No learning system. The value of the ten per cent is not just the experiments that succeed — it is what you learn from every experiment, including the failures. Without a system for documenting and sharing those lessons, each experiment starts from scratch. We cover this in more detail in our guide to building a culture of experimentation.
Measuring success across the three buckets
Each bucket needs its own metrics and expectations:
| Bucket | Metrics | Expectation |
|---|---|---|
| NOW (70%) | Revenue, ROI, CAC, conversion rate | Consistent, predictable performance |
| NEXT (20%) | Early indicators: engagement, pipeline, cost-per-lead trends | Improving trends, not yet at scale |
| NEW (10%) | Learnings per experiment, hypothesis validation rate | Most experiments will fail — measure learning velocity |
The mistake most teams make is applying NOW metrics to NEW activities. If you judge experimental campaigns by the same ROI standards as your proven channels, nothing will ever graduate.

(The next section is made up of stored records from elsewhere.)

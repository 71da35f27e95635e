use crate::errors::GenerateError;
use crate::signature::PreservedSignature;
use indexmap::IndexMap;
use std::collections::HashSet;

pub const DEFAULT_SUFFIX: &str = "__extern";

pub fn validate_suffix(suffix: &str) -> Result<(), GenerateError> {
    if suffix.is_empty() || !suffix.chars().all(|c| c == '_' || c.is_ascii_alphanumeric()) {
        return Err(GenerateError::InvalidSuffix(suffix.to_string()));
    }
    Ok(())
}

/* Depends on nothing but the original name, so names survive regeneration */
pub fn exported_name(original: &str, suffix: &str) -> String {
    format!("{}{}", original, suffix)
}

/// Assigns exported names and checks they are unique.
///
/// `known` holds every symbol name the library declares, whether or not it
/// is wrapped. An exported name may not shadow any of them.
pub struct SymbolNamer<'a> {
    suffix: &'a str,
    known: HashSet<&'a str>,
    /* exported name -> original name, in assignment order */
    assigned: IndexMap<String, String>,
}

impl<'a> SymbolNamer<'a> {
    pub fn new(suffix: &'a str, known: impl IntoIterator<Item = &'a str>) -> Result<Self, GenerateError> {
        validate_suffix(suffix)?;
        Ok(Self {
            suffix,
            known: known.into_iter().collect(),
            assigned: IndexMap::new(),
        })
    }

    pub fn assign(&mut self, sig: &PreservedSignature) -> Result<String, GenerateError> {
        let exported = exported_name(&sig.original_name, self.suffix);

        if self.known.contains(exported.as_str()) {
            return Err(GenerateError::NamingCollision(format!(
                "'{}' (wrapper of '{}') is already a library symbol",
                exported, sig.original_name
            )));
        }
        if let Some(previous) = self.assigned.get(&exported) {
            return Err(GenerateError::NamingCollision(format!(
                "'{}' would be exported for both '{}' and '{}'",
                exported, previous, sig.original_name
            )));
        }

        self.assigned.insert(exported.clone(), sig.original_name.clone());
        Ok(exported)
    }

    pub fn assigned(&self) -> &IndexMap<String, String> {
        &self.assigned
    }
}

/* Distinct declarations sharing one original name cannot both be forwarded to */
pub fn check_original_names<'a, 'b>(
    wrapped: impl IntoIterator<Item = &'a str>,
    all_names: impl IntoIterator<Item = &'b str>,
) -> Result<(), GenerateError> {
    let mut counts: IndexMap<&str, usize> = IndexMap::new();
    for name in all_names {
        *counts.entry(name).or_default() += 1;
    }
    for name in wrapped {
        let count = counts.get(name).copied().unwrap_or(0);
        if count > 1 {
            return Err(GenerateError::NamingCollision(format!(
                "'{}' has {} conflicting declarations",
                name, count
            )));
        }
    }
    Ok(())
}
use crate::signature::PreservedParam;

pub const WRAPPERS_MARKER: &str = "// Static wrappers";

/* `#include` lines for every header, sorted and without repeats */
pub fn emit_includes(headers: &[String]) -> String {
    let mut sorted: Vec<&str> = headers.iter().map(String::as_str).collect();
    sorted.sort_unstable();
    sorted.dedup();

    let mut out = String::new();
    for header in sorted {
        out.push_str(&format!("#include \"{}\"\n", header));
    }
    out
}

/* Declarator list for a definition; an empty list is spelled `void` */
pub fn format_param_list(params: &[PreservedParam]) -> String {
    if params.is_empty() {
        return "void".to_string();
    }
    params
        .iter()
        .map(|p| p.ty.declare(&p.name))
        .collect::<Vec<_>>()
        .join(", ")
}

pub fn format_arg_list(params: &[PreservedParam]) -> String {
    params
        .iter()
        .map(|p| p.name.as_str())
        .collect::<Vec<_>>()
        .join(", ")
}

#[cfg(test)]
mod tests {
    use super::*;

    #[test]
    fn includes_are_sorted_and_unique() {
        let headers = vec![
            "/usr/include/flint/fmpz.h".to_string(),
            "/usr/include/flint/acb.h".to_string(),
            "/usr/include/flint/fmpz.h".to_string(),
        ];
        assert_eq!(
            emit_includes(&headers),
            "#include \"/usr/include/flint/acb.h\"\n#include \"/usr/include/flint/fmpz.h\"\n"
        );
        assert_eq!(emit_includes(&[]), "");
    }
}
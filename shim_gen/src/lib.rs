//! Linkable Shims for Inline Primitives
//!
//! Generates a C translation unit that gives an exported symbol to every
//! `static inline` function and function-like macro of a library, each one
//! a single-call forwarder with the primitive's exact signature, together
//! with a manifest a binding layer can declare the symbols from.
//!
//! The pass is Parse (`shim_loader`), Classify, Preserve, Emit and Record.
//! It either produces both outputs or none.

pub mod classify;
pub mod codegen;
pub mod errors;
pub mod naming;
pub mod pipeline;
pub mod signature;

pub use classify::{classify, partition, Classification, Partition, RejectReason};
pub use codegen::{Forwarder, ManifestFormat};
pub use errors::GenerateError;
pub use naming::{exported_name, SymbolNamer, DEFAULT_SUFFIX};
pub use pipeline::{generate, plan, write_outputs, GenerateOptions, GeneratedShims, RejectPolicy, WrittenOutputs};
pub use signature::{preserve, PreservedParam, PreservedSignature};

// Re-export the loader for convenience
pub use shim_loader;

For deciding which experiments to fund in the first place, prioritisation frameworks such as ICE, PIE, and RICE give teams a consistent way to score and rank ideas before committing budget.
Final thoughts
The 70 20 10 rule is not a magic formula. It is a thinking tool — a way to make sure your team deliberately balances doubling down on what works with exploring what might work next. Whether you are applying it to a marketing budget, an engineering team, or a learning and development programme, the underlying logic is the same: protect your core, invest in emerging opportunities, and always keep a slice for genuine experimentation.